I think a lot of the hot air coming from some financial institutions and certain Right Wing papers about how WFH is a "skivers charter" is self-serving bollocks. The people who complain about "popping on a wash" being theft of time from your employer are the same people who are happy to spend an entire day at the golf course or in the pub boozing in the name of "networking". Why is five minutes doing laundry or 45 minutes at the dentist worse than a boozy lunch? The only real difference is that men have been doing the latter for time immemorial whereas flexible working is a relatively new development and something which women have tended to do.

It's unadulterated nonsense that people work harder in the office. I'm infinitely more productive at home: I don't have an hour of dead time either side of the day commuting and I don't have to spend a good chunk of my day sitting in pointless meetings or listening to people wittering on about what they're watching on Netflix when I could be working.

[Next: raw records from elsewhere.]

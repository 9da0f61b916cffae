//! Segmented object store
//!
//! Maps a dense non-negative sequence to a serialized value. The sequence
//! space is cut into fixed-length segments; the segment array only grows.
//!
//! # Concurrency
//!
//! - Reads load the current segment array from an `ArcSwap` and never lock.
//! - Growth copies the array under `grow_lock` and swaps the pointer only
//!   after the new array is fully built, so readers of the old array keep
//!   seeing the same `Segment` objects the new array shares.
//! - Slot writes go straight to the shared `Segment`.

use std::marker::PhantomData;
use std::path::{Path, PathBuf};
use std::sync::Arc;

use arc_swap::ArcSwap;
use parking_lot::Mutex;

use super::codec::StoreCodec;
use super::errors::{StoreError, StoreResult};
use super::files::{open_if_exists, write_atomically};
use super::segment::Segment;
use crate::observability::{log_event_with_fields, Event};

/// Default number of slots per segment.
pub const DEFAULT_SEGMENT_SIZE: usize = 12_800;

/// A concurrent sequence → value store persisted one file per segment.
#[derive(Debug)]
pub struct SegmentedObjectStore<T> {
    folder: PathBuf,
    suffix: String,
    segment_size: usize,
    segments: ArcSwap<Vec<Arc<Segment>>>,
    grow_lock: Mutex<()>,
    _marker: PhantomData<fn() -> T>,
}

impl<T: StoreCodec> SegmentedObjectStore<T> {
    /// Creates an empty store whose segment files are
    /// `{folder}/{segmentIndex}{suffix}`.
    ///
    /// # Panics
    ///
    /// Panics if `segment_size` is zero.
    pub fn new(folder: impl Into<PathBuf>, suffix: impl Into<String>, segment_size: usize) -> Self {
        assert!(segment_size > 0, "segment size must be positive");
        Self {
            folder: folder.into(),
            suffix: suffix.into(),
            segment_size,
            segments: ArcSwap::from_pointee(Vec::new()),
            grow_lock: Mutex::new(()),
            _marker: PhantomData,
        }
    }

    /// Returns the folder holding the segment files.
    pub fn folder(&self) -> &Path {
        &self.folder
    }

    /// Returns the number of slots per segment.
    pub fn segment_size(&self) -> usize {
        self.segment_size
    }

    /// Returns the number of allocated segments.
    pub fn segment_count(&self) -> usize {
        self.segments.load().len()
    }

    fn locate(&self, sequence: u32) -> (usize, usize) {
        let sequence = sequence as usize;
        (sequence / self.segment_size, sequence % self.segment_size)
    }

    fn segment_path(&self, index: usize) -> PathBuf {
        self.folder.join(format!("{}{}", index, self.suffix))
    }

    /// Returns the segment at `index`, growing the segment array if needed.
    fn segment_for_write(&self, index: usize) -> Arc<Segment> {
        if let Some(segment) = self.segments.load().get(index) {
            return Arc::clone(segment);
        }

        let _guard = self.grow_lock.lock();
        let current = self.segments.load_full();
        if let Some(segment) = current.get(index) {
            return Arc::clone(segment);
        }

        let mut grown = Vec::with_capacity(index + 1);
        grown.extend(current.iter().cloned());
        for new_index in current.len()..=index {
            let segment = Segment::new(new_index, self.segment_size);
            // New segments change the segment count every file records.
            segment.mark_dirty();
            grown.push(Arc::new(segment));
        }
        let segment = Arc::clone(&grown[index]);
        self.segments.store(Arc::new(grown));
        segment
    }

    /// Stores `value` at `sequence`, replacing any previous value.
    pub fn put(&self, sequence: u32, value: &T) {
        self.put_bytes(sequence, value.encode());
    }

    /// Stores already serialized bytes at `sequence`.
    pub fn put_bytes(&self, sequence: u32, bytes: Vec<u8>) {
        let (segment_index, offset) = self.locate(sequence);
        self.segment_for_write(segment_index).set(offset, bytes);
    }

    /// Removes the value at `sequence`, if any.
    pub fn remove(&self, sequence: u32) {
        let (segment_index, offset) = self.locate(sequence);
        if let Some(segment) = self.segments.load().get(segment_index) {
            if segment.is_set(offset) {
                segment.clear(offset);
            }
        }
    }

    /// Returns the serialized bytes at `sequence`.
    pub fn get_bytes(&self, sequence: u32) -> Option<Arc<Vec<u8>>> {
        let (segment_index, offset) = self.locate(sequence);
        self.segments
            .load()
            .get(segment_index)
            .and_then(|segment| segment.get(offset))
    }

    /// Returns the decoded value at `sequence`.
    pub fn get(&self, sequence: u32) -> StoreResult<Option<T>> {
        match self.get_bytes(sequence) {
            Some(bytes) => T::decode(&bytes).map(Some),
            None => Ok(None),
        }
    }

    /// Returns true if a value is stored at `sequence`.
    pub fn contains_key(&self, sequence: u32) -> bool {
        let (segment_index, offset) = self.locate(sequence);
        self.segments
            .load()
            .get(segment_index)
            .map(|segment| segment.is_set(offset))
            .unwrap_or(false)
    }

    /// Returns the number of stored values.
    pub fn len(&self) -> usize {
        self.segments.load().iter().map(|s| s.occupied()).sum()
    }

    pub fn is_empty(&self) -> bool {
        self.len() == 0
    }

    /// Returns the highest occupied sequence.
    pub fn last_sequence(&self) -> Option<u32> {
        let segments = self.segments.load();
        for segment in segments.iter().rev() {
            for offset in (0..segment.len()).rev() {
                if segment.is_set(offset) {
                    let sequence = segment.index() * self.segment_size + offset;
                    return u32::try_from(sequence).ok();
                }
            }
        }
        None
    }

    /// Lazily iterates `(sequence, value)` pairs in sequence order.
    ///
    /// The iterator walks the segment array as it was when `stream` was
    /// called; values written into those segments later may or may not be
    /// seen.
    pub fn stream(&self) -> impl Iterator<Item = StoreResult<(u32, T)>> {
        self.stream_where(|_| true)
    }

    /// Like `stream`, yielding only sequences accepted by `predicate`.
    /// Rejected slots are never decoded.
    pub fn stream_where<P>(&self, mut predicate: P) -> impl Iterator<Item = StoreResult<(u32, T)>>
    where
        P: FnMut(u32) -> bool,
    {
        let segments = self.segments.load_full();
        let segment_size = self.segment_size;

        (0..segments.len())
            .flat_map(move |segment_index| {
                let segment = Arc::clone(&segments[segment_index]);
                let base = segment_index * segment_size;
                (0..segment.len()).filter_map(move |offset| {
                    segment
                        .get(offset)
                        .map(|bytes| ((base + offset) as u32, bytes))
                })
            })
            .filter(move |(sequence, _)| predicate(*sequence))
            .map(|(sequence, bytes)| T::decode(&bytes).map(|value| (sequence, value)))
    }

    /// Writes every dirty segment to its file.
    pub fn write(&self) -> StoreResult<usize> {
        let segments = self.segments.load_full();
        let total = segments.len();
        let mut written = 0;

        for segment in segments.iter() {
            if !segment.take_dirty() {
                continue;
            }
            let path = self.segment_path(segment.index());
            if let Err(e) = write_atomically(&path, |w| segment.write_to(w, total)) {
                segment.mark_dirty();
                return Err(e);
            }
            written += 1;
        }

        if written > 0 {
            log_event_with_fields(
                Event::SegmentsWritten,
                &[
                    ("folder", &self.folder.display().to_string()),
                    ("segments", &written.to_string()),
                    ("total", &total.to_string()),
                ],
            );
        }
        Ok(written)
    }

    /// Replaces the in-memory contents with the segment files on disk.
    ///
    /// A missing folder means an empty store. A segment file that is
    /// missing while a later one exists is corruption.
    pub fn read(&self) -> StoreResult<()> {
        let _guard = self.grow_lock.lock();

        if !self.folder.exists() {
            self.segments.store(Arc::new(Vec::new()));
            return Ok(());
        }

        let mut loaded = Vec::new();
        let mut total = 1;
        let mut index = 0;
        while index < total {
            let path = self.segment_path(index);
            let mut reader = match open_if_exists(&path)? {
                Some(reader) => reader,
                None if index == 0 => break,
                None => {
                    return Err(StoreError::corruption_in_file(
                        &path,
                        format!("segment {} of {} is missing", index, total),
                    ))
                }
            };
            let (recorded_total, segment) =
                Segment::read_from(&mut reader, &path, index, self.segment_size)?;
            total = total.max(recorded_total);
            loaded.push(Arc::new(segment));
            index += 1;
        }

        let count = loaded.len();
        self.segments.store(Arc::new(loaded));
        log_event_with_fields(
            Event::SegmentsRead,
            &[
                ("folder", &self.folder.display().to_string()),
                ("segments", &count.to_string()),
            ],
        );
        Ok(())
    }

    /// Creates the store and loads whatever is on disk.
    pub fn open(folder: impl Into<PathBuf>, suffix: impl Into<String>, segment_size: usize) -> StoreResult<Self> {
        let store = Self::new(folder, suffix, segment_size);
        store.read()?;
        Ok(store)
    }
}

#[cfg(test)]
mod tests {
    use super::*;
    use std::fs;
    use tempfile::TempDir;

    fn store(dir: &Path, segment_size: usize) -> SegmentedObjectStore<Vec<u8>> {
        SegmentedObjectStore::new(dir.join("objects"), ".obj", segment_size)
    }

    #[test]
    fn test_put_get_overwrite() {
        let temp_dir = TempDir::new().unwrap();
        let store = store(temp_dir.path(), 4);

        store.put(3, &vec![1]);
        store.put(3, &vec![2]);
        assert_eq!(store.get(3).unwrap(), Some(vec![2]));
        assert_eq!(store.get(4).unwrap(), None);
        assert!(store.contains_key(3));
        assert!(!store.contains_key(100));
    }

    #[test]
    fn test_growth_spans_segments() {
        let temp_dir = TempDir::new().unwrap();
        let store = store(temp_dir.path(), 4);

        store.put(0, &vec![0]);
        store.put(9, &vec![9]);
        assert_eq!(store.segment_count(), 3);
        assert_eq!(store.len(), 2);
        assert_eq!(store.last_sequence(), Some(9));
    }

    #[test]
    fn test_stream_is_ordered_and_filtered() {
        let temp_dir = TempDir::new().unwrap();
        let store = store(temp_dir.path(), 2);
        for sequence in [5u32, 1, 3, 0] {
            store.put(sequence, &vec![sequence as u8]);
        }

        let all: Vec<u32> = store.stream().map(|r| r.unwrap().0).collect();
        assert_eq!(all, vec![0, 1, 3, 5]);

        let odd: Vec<u32> = store
            .stream_where(|s| s % 2 == 1)
            .map(|r| r.unwrap().0)
            .collect();
        assert_eq!(odd, vec![1, 3, 5]);
    }

    #[test]
    fn test_write_only_dirty_segments() {
        let temp_dir = TempDir::new().unwrap();
        let store = store(temp_dir.path(), 2);

        store.put(0, &vec![1]);
        store.put(5, &vec![2]);
        assert_eq!(store.write().unwrap(), 3);
        assert_eq!(store.write().unwrap(), 0);

        store.put(1, &vec![3]);
        assert_eq!(store.write().unwrap(), 1);
    }

    #[test]
    fn test_read_missing_folder_is_empty() {
        let temp_dir = TempDir::new().unwrap();
        let store = store(temp_dir.path(), 2);
        store.read().unwrap();
        assert!(store.is_empty());
    }

    #[test]
    fn test_missing_middle_segment_is_corruption() {
        let temp_dir = TempDir::new().unwrap();
        let writer = store(temp_dir.path(), 2);
        writer.put(0, &vec![1]);
        writer.put(5, &vec![2]);
        writer.write().unwrap();

        fs::remove_file(temp_dir.path().join("objects").join("1.obj")).unwrap();

        let reader = store(temp_dir.path(), 2);
        let err = reader.read().unwrap_err();
        assert!(err.is_fatal());
    }

    #[test]
    fn test_remove_clears_slot() {
        let temp_dir = TempDir::new().unwrap();
        let store = store(temp_dir.path(), 2);
        store.put(1, &vec![1]);
        store.remove(1);
        assert!(!store.contains_key(1));
        store.remove(99);
    }

    #[test]
    fn test_concurrent_puts_across_growth() {
        let temp_dir = TempDir::new().unwrap();
        let store = Arc::new(store(temp_dir.path(), 8));

        let handles: Vec<_> = (0..4u32)
            .map(|t| {
                let store = Arc::clone(&store);
                std::thread::spawn(move || {
                    for i in 0..200u32 {
                        let sequence = i * 4 + t;
                        store.put(sequence, &sequence.to_be_bytes().to_vec());
                    }
                })
            })
            .collect();
        for handle in handles {
            handle.join().unwrap();
        }

        assert_eq!(store.len(), 800);
        for sequence in 0..800u32 {
            assert_eq!(
                store.get(sequence).unwrap(),
                Some(sequence.to_be_bytes().to_vec())
            );
        }
    }
}
//! Sparse array of atomic `i32` slots
//!
//! Slots default to zero. The index space `0..MAX_SLOTS` is split three ways:
//! a fixed top level of directories, each directory holding chunk pointers,
//! each chunk holding `CHUNK_SIZE` atomics. Directories and chunks are
//! allocated on first write, so memory follows the set of written indexes
//! rather than the largest one.
//!
//! Reads are lock-free: two `ArcSwapOption` loads and one atomic. Writers that
//! need a new directory or chunk allocate it under a mutex, re-checking first.

use std::sync::atomic::{AtomicI32, AtomicUsize, Ordering};
use std::sync::Arc;

use arc_swap::ArcSwapOption;
use parking_lot::Mutex;

const CHUNK_BITS: usize = 12;
const DIRECTORY_BITS: usize = 10;
const TOP_BITS: usize = 9;

/// Slots per chunk.
pub const CHUNK_SIZE: usize = 1 << CHUNK_BITS;
const DIRECTORY_SIZE: usize = 1 << DIRECTORY_BITS;
const TOP_SIZE: usize = 1 << TOP_BITS;

/// Number of addressable slots; enough for every non-negative `i32` index.
pub const MAX_SLOTS: usize = 1 << (CHUNK_BITS + DIRECTORY_BITS + TOP_BITS);

struct Chunk {
    slots: Box<[AtomicI32]>,
}

impl Chunk {
    fn new() -> Self {
        Self {
            slots: (0..CHUNK_SIZE).map(|_| AtomicI32::new(0)).collect(),
        }
    }
}

struct Directory {
    chunks: Box<[ArcSwapOption<Chunk>]>,
}

impl Directory {
    fn new() -> Self {
        Self {
            chunks: (0..DIRECTORY_SIZE).map(|_| ArcSwapOption::empty()).collect(),
        }
    }
}

fn split(index: usize) -> (usize, usize, usize) {
    (
        index >> (CHUNK_BITS + DIRECTORY_BITS),
        (index >> CHUNK_BITS) & (DIRECTORY_SIZE - 1),
        index & (CHUNK_SIZE - 1),
    )
}

pub struct AtomicIntArray {
    top: Box<[ArcSwapOption<Directory>]>,
    allocated_chunks: AtomicUsize,
    grow_lock: Mutex<()>,
}

impl AtomicIntArray {
    pub fn new() -> Self {
        Self {
            top: (0..TOP_SIZE).map(|_| ArcSwapOption::empty()).collect(),
            allocated_chunks: AtomicUsize::new(0),
            grow_lock: Mutex::new(()),
        }
    }

    /// Number of slots backed by allocated chunks.
    pub fn capacity(&self) -> usize {
        self.allocated_chunks.load(Ordering::Acquire) * CHUNK_SIZE
    }

    /// Returns the value at `index`, or zero if it was never set.
    pub fn get(&self, index: usize) -> i32 {
        if index >= MAX_SLOTS {
            return 0;
        }
        let (top, directory, offset) = split(index);
        match &*self.top[top].load() {
            Some(dir) => match &*dir.chunks[directory].load() {
                Some(chunk) => chunk.slots[offset].load(Ordering::Acquire),
                None => 0,
            },
            None => 0,
        }
    }

    /// Stores `value` at `index`, allocating its chunk if needed.
    ///
    /// # Panics
    ///
    /// Panics if `index >= MAX_SLOTS`.
    pub fn set(&self, index: usize, value: i32) {
        assert!(index < MAX_SLOTS, "index {} exceeds {} slots", index, MAX_SLOTS);
        let (top, directory, offset) = split(index);
        let chunk = self.chunk_for_write(top, directory);
        chunk.slots[offset].store(value, Ordering::Release);
    }

    fn chunk_for_write(&self, top: usize, directory: usize) -> Arc<Chunk> {
        if let Some(dir) = &*self.top[top].load() {
            if let Some(chunk) = &*dir.chunks[directory].load() {
                return Arc::clone(chunk);
            }
        }

        let _guard = self.grow_lock.lock();
        let dir = match self.top[top].load_full() {
            Some(dir) => dir,
            None => {
                let dir = Arc::new(Directory::new());
                self.top[top].store(Some(Arc::clone(&dir)));
                dir
            }
        };
        if let Some(chunk) = dir.chunks[directory].load_full() {
            return chunk;
        }

        let chunk = Arc::new(Chunk::new());
        dir.chunks[directory].store(Some(Arc::clone(&chunk)));
        self.allocated_chunks.fetch_add(1, Ordering::AcqRel);
        chunk
    }
}

impl Default for AtomicIntArray {
    fn default() -> Self {
        Self::new()
    }
}

impl std::fmt::Debug for AtomicIntArray {
    fn fmt(&self, f: &mut std::fmt::Formatter<'_>) -> std::fmt::Result {
        f.debug_struct("AtomicIntArray")
            .field("capacity", &self.capacity())
            .finish()
    }
}
//! Background execution: a fixed worker pool and a semaphore that bounds
//! in-flight write tasks.

mod pool;
mod semaphore;

pub(crate) use pool::panic_message;
pub use pool::{PoolError, TaskHandle, WorkerPool};
pub use semaphore::{Permit, Semaphore};
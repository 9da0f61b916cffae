//! Change checkers and the phases they run in

use crate::component::Component;

use super::alert::AlertCollection;

/// When a checker is invoked.
#[derive(Debug, Clone, Copy, PartialEq, Eq)]
pub enum CheckPhase {
    /// While an edit is being made, before it is queued for commit.
    Edit,
    /// During a commit, before anything is finalized.
    Commit,
}

/// Validates one component and records problems as alerts.
///
/// Checkers only append alerts; they never change the component. Concept and
/// semantic checks may run on different threads at the same time.
pub trait ChangeChecker: Send + Sync {
    fn name(&self) -> &str;

    fn check(&self, component: &Component, alerts: &AlertCollection, phase: CheckPhase);
}
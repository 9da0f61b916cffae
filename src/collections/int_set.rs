//! Concurrent ordered set of sequences
//!
//! Backs the uncommitted-component sets. Shared read, exclusive write.

use std::collections::BTreeSet;

use parking_lot::RwLock;

#[derive(Debug, Default)]
pub struct ConcurrentIntSet {
    members: RwLock<BTreeSet<u32>>,
}

impl ConcurrentIntSet {
    pub fn new() -> Self {
        Self::default()
    }

    /// Adds `value`, returning true if it was not already present.
    pub fn add(&self, value: u32) -> bool {
        self.members.write().insert(value)
    }

    pub fn add_all<I: IntoIterator<Item = u32>>(&self, values: I) {
        self.members.write().extend(values);
    }

    pub fn remove(&self, value: u32) -> bool {
        self.members.write().remove(&value)
    }

    pub fn contains(&self, value: u32) -> bool {
        self.members.read().contains(&value)
    }

    pub fn len(&self) -> usize {
        self.members.read().len()
    }

    pub fn is_empty(&self) -> bool {
        self.members.read().is_empty()
    }

    /// Returns a copy of the current members.
    pub fn snapshot(&self) -> BTreeSet<u32> {
        self.members.read().clone()
    }

    /// Removes and returns every member in one step.
    pub fn take(&self) -> BTreeSet<u32> {
        std::mem::take(&mut *self.members.write())
    }
}

impl FromIterator<u32> for ConcurrentIntSet {
    fn from_iter<I: IntoIterator<Item = u32>>(iter: I) -> Self {
        Self {
            members: RwLock::new(iter.into_iter().collect()),
        }
    }
}
//! Commit records

use std::collections::BTreeSet;

use chrono::{DateTime, Utc};
use serde::{Deserialize, Serialize};

/// Immutable summary of one successful commit.
#[derive(Debug, Clone, PartialEq, Eq, Serialize, Deserialize)]
pub struct CommitRecord {
    commit_time: DateTime<Utc>,
    stamp_sequences: BTreeSet<u32>,
    concept_sequences: BTreeSet<u32>,
    semantic_sequences: BTreeSet<u32>,
    comment: Option<String>,
}

impl CommitRecord {
    pub fn new(
        commit_time: DateTime<Utc>,
        stamp_sequences: BTreeSet<u32>,
        concept_sequences: BTreeSet<u32>,
        semantic_sequences: BTreeSet<u32>,
        comment: Option<String>,
    ) -> Self {
        Self {
            commit_time,
            stamp_sequences,
            concept_sequences,
            semantic_sequences,
            comment,
        }
    }

    pub fn commit_time(&self) -> DateTime<Utc> {
        self.commit_time
    }

    /// Commit time as written into every stamp of the commit.
    pub fn commit_millis(&self) -> i64 {
        self.commit_time.timestamp_millis()
    }

    pub fn stamp_sequences(&self) -> &BTreeSet<u32> {
        &self.stamp_sequences
    }

    pub fn concept_sequences(&self) -> &BTreeSet<u32> {
        &self.concept_sequences
    }

    pub fn semantic_sequences(&self) -> &BTreeSet<u32> {
        &self.semantic_sequences
    }

    pub fn comment(&self) -> Option<&str> {
        self.comment.as_deref()
    }

    pub fn to_json(&self) -> String {
        serde_json::to_string(self).unwrap_or_else(|_| "{}".to_string())
    }
}

#[cfg(test)]
mod tests {
    use super::*;

    #[test]
    fn test_json_shape() {
        let record = CommitRecord::new(
            Utc::now(),
            BTreeSet::from([0]),
            BTreeSet::from([0, 1]),
            BTreeSet::new(),
            Some("init".to_string()),
        );
        let value: serde_json::Value = serde_json::from_str(&record.to_json()).unwrap();
        assert_eq!(value["stamp_sequences"], serde_json::json!([0]));
        assert_eq!(value["concept_sequences"], serde_json::json!([0, 1]));
        assert_eq!(value["comment"], "init");
    }
}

I think a mix of home and office is probably the solution for most people, but I think the complaints about "skivers charters" are mainly the last gasp of blokes who are threatened by the fact that they're no longer able to limit women's progression on the basis that "children get in the way". It's just common sense that allowing people to work in a way which suits their lives is likely to make them more productive. The only real objection men have to it is that it makes it easier for women to get more done.

spoonfulofsugar1 · 11/01/2025 19:56

Yestttlo · 11/01/2025 19:38

@Shooperpooper i intend to be! Feel very strongly about it. But then again I work with men who refer to ‘babysitting’ their own children

So all that means is that you happen to work with some idiotic men.
You want to wfh because it suits your lifestyle better. Thats fine, but you're trying to make this a feminist issue when it isn't. You presumably accepted the role when the expectation was to be office based. Productivity is much better when there is a mixture of office and home working so fighting against being office based for any part of the week is unreasonable. This sort of attitude isn't doing women any favours because it perpetuates the idea that women are difficult employees because of childcare etc.

MinorGodhead · 11/01/2025 19:56

Yestttlo · 11/01/2025 19:36

@CaptainCarrotsBigSword true but if it reverts to office work and men - the patriarchy - still don’t pick up the slack at home then women are in an even worse position.

Getting to the point where childcare responsibilities are actually celebrated and honoured is the step that’s needed, not forcing women into a corner again

It really isn’t. You’re confusing patriarchy with your own decision to take on a disproportionate amount of household gruntwork. Equal pay and high-quality, heavily-subsidised childcare is what is needed. Plus women no longer being socialised into thinking that cooking and cleaning are their chief responsibility, obviously.

Newname85 · 11/01/2025 19:57

Op, why do you think it’s okay to do chores during office hours? Lunch time is for lunch !! If you cook during lunch time, when do you eat? If you do washing during coffee breaks, when do you take a break? You are allowed breaks so you can rest a little and get back to work. pls don’t tell me you are also doing school pickups and after school childcare!
Your attitude towards WFH is the problem.

MichaelAndEagle · 11/01/2025 19:57

bandicoot99 · 11/01/2025 19:47

You sound absolutely ridiculous and very entitled. Why not make your lazy husband do some more chores and childcare if you're so concerned about the 'patriarchy'?

I think sometimes people feel it is easier to take on their employer than have the conversation with their husbands.

Hesma · 11/01/2025 19:57

People who insist on working from home are lazy!